The first of these, duty, requires that the plaintiff in a potential malpractice case establish that there was an actual patient-physician relationship in place. Generally, duty is the easiest D to establish. The only thing necessary is documentation showing that the medical entity in question was overseeing the treatment of the plaintiff.
Deviation means that the medical entity in question failed to comply with general medical standards held for treatment of the specific ailment in question. Examples of deviation could include unnecessary surgical procedures, providing the wrong medication, or surgical errors.
The plaintiff must also show damages. This means that the medical treatment in question cause actual damage to the plaintiff. Essentially, the extent of the suffering must be shown.
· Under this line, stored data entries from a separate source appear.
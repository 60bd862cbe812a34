use analytics::{AnalyticsEngine, InsightsReport};
use anyhow::{Context, Result};
use chrono::{DateTime, Utc};
use clap::{Parser, Subcommand, ValueEnum};
use comfy_table::{Table, presets::UTF8_FULL};
use configuration::{LogFormat, load_config, load_config_from};
use core_types::TradeRecord;
use std::path::PathBuf;

/// The main entry point for the TradeLens journal analyser.
fn main() -> Result<()> {
    // Load TRADELENS__* overrides from a .env file if one is present.
    dotenvy::dotenv().ok();

    // Parse command-line arguments
    let cli = Cli::parse();

    let mut config = match &cli.config {
        Some(path) => load_config_from(path, true)
            .with_context(|| format!("Failed to load configuration from {}", path.display()))?,
        None => load_config().context("Failed to load config.toml")?,
    };
    if let Some(format) = cli.log_format {
        config.logging.format = format;
    }
    let _log_guard = configuration::init_tracing(&config.logging)?;

    // Execute the appropriate command
    match cli.command {
        Commands::Analyze(args) => handle_analyze(args, config.analytics),
        Commands::ShowConfig => {
            print!("{}", toml::to_string_pretty(&config)?);
            Ok(())
        }
    }
}

// ==============================================================================
// CLI Structure
// ==============================================================================

/// Performance, behaviour and coaching insights from a trade journal.
#[derive(Parser)]
#[command(author, version, about, long_about = None)]
struct Cli {
    /// Path to a TOML configuration file (defaults to ./config.toml if present).
    #[arg(long, global = true)]
    config: Option<PathBuf>,

    /// Overrides the log format from the configuration file.
    #[arg(long, global = true, value_enum)]
    log_format: Option<LogFormat>,

    #[command(subcommand)]
    command: Commands,
}

#[derive(Subcommand)]
enum Commands {
    /// Analyse a JSON array of trade records and print the insights report.
    Analyze(AnalyzeArgs),
    /// Print the effective configuration as TOML.
    ShowConfig,
}

#[derive(Parser)]
struct AnalyzeArgs {
    /// JSON file containing an array of trade records.
    #[arg(long)]
    trades: PathBuf,

    /// Snapshot instant (RFC 3339). Defaults to the current time.
    #[arg(long)]
    as_of: Option<DateTime<Utc>>,

    #[arg(long, value_enum, default_value_t = OutputFormat::Json)]
    format: OutputFormat,
}

#[derive(Clone, Copy, ValueEnum)]
enum OutputFormat {
    /// Compact JSON, one line.
    Json,
    /// Indented JSON.
    Pretty,
    /// A summary table of the headline metrics.
    Table,
}

// ==============================================================================
// Analyze Command Logic
// ==============================================================================

fn handle_analyze(args: AnalyzeArgs, analytics: configuration::AnalyticsConfig) -> Result<()> {
    let raw = std::fs::read_to_string(&args.trades)
        .with_context(|| format!("Failed to read {}", args.trades.display()))?;
    let records: Vec<TradeRecord> = serde_json::from_str(&raw)
        .with_context(|| format!("{} is not a JSON array of trade records", args.trades.display()))?;

    let as_of = args.as_of.unwrap_or_else(Utc::now);
    tracing::info!(records = records.len(), %as_of, "Analysing trade journal.");

    let engine = AnalyticsEngine::new(analytics)?;
    let report = engine.analyze(&records, as_of);

    match args.format {
        OutputFormat::Json => println!("{}", serde_json::to_string(&report)?),
        OutputFormat::Pretty => println!("{}", serde_json::to_string_pretty(&report)?),
        OutputFormat::Table => print_summary(&report),
    }
    Ok(())
}

fn print_summary(report: &InsightsReport) {
    let quality = &report.data_quality;
    println!(
        "As of {}: {} records, {} closed, {} open, {} excluded",
        report.as_of.format("%Y-%m-%d %H:%M UTC"),
        quality.total_records,
        quality.closed_trades,
        quality.open_positions,
        quality.issues.len()
    );

    let performance = match report.performance.as_result() {
        Ok(performance) => performance,
        Err(e) => {
            println!("{e}");
            return;
        }
    };

    let mut table = Table::new();
    table.load_preset(UTF8_FULL).set_header(vec!["Metric", "Value"]);
    table.add_row(vec!["Win rate %".to_string(), performance.win_rate_pct.to_string()]);
    table.add_row(vec!["Total P&L".to_string(), performance.total_pnl.to_string()]);
    table.add_row(vec![
        "Profit factor".to_string(),
        performance
            .profit_factor
            .finite()
            .map_or_else(|| "unbounded".to_string(), |pf| pf.to_string()),
    ]);
    table.add_row(vec!["Expectancy".to_string(), performance.expectancy.to_string()]);
    table.add_row(vec!["Sharpe ratio".to_string(), performance.sharpe_ratio.to_string()]);
    table.add_row(vec!["Max drawdown %".to_string(), performance.max_drawdown_pct.to_string()]);

    if let Some(behavior) = report.behavior.available() {
        table.add_row(vec!["Discipline".to_string(), behavior.discipline_score.to_string()]);
        table.add_row(vec!["Risk tolerance".to_string(), format!("{:?}", behavior.risk_tolerance)]);
    }
    if let Some(predictions) = report.predictions.available() {
        table.add_row(vec![
            "Next trade success %".to_string(),
            predictions.next_trade_success_pct.to_string(),
        ]);
        table.add_row(vec![
            "Position size %".to_string(),
            predictions.optimal_position_size_pct.to_string(),
        ]);
    }
    println!("{table}");

    let notes = &report.coaching;
    for (title, lines) in [
        ("Strengths", &notes.strengths),
        ("Weaknesses", &notes.weaknesses),
        ("Improve", &notes.improvement_areas),
        ("Tips", &notes.personalized_tips),
        ("Mental game", &notes.mental_game_advice),
    ] {
        if lines.is_empty() {
            continue;
        }
        println!("\n{title}:");
        for line in lines {
            println!("  - {line}");
        }
    }
}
The final D is direct cause. This means that the suffering outlined in damages was a direct result of the medical entity. For instance, being prescribed the wrong medication is a direct cause of potential injury. If you have been prescribed a certain medication and are told not to consume alcohol while on that medication but do so anyway and experience damages, this is not direct cause.
Understanding standing the three ds of medical malpractice can go a long way in a successful medical malpractice lawsuit.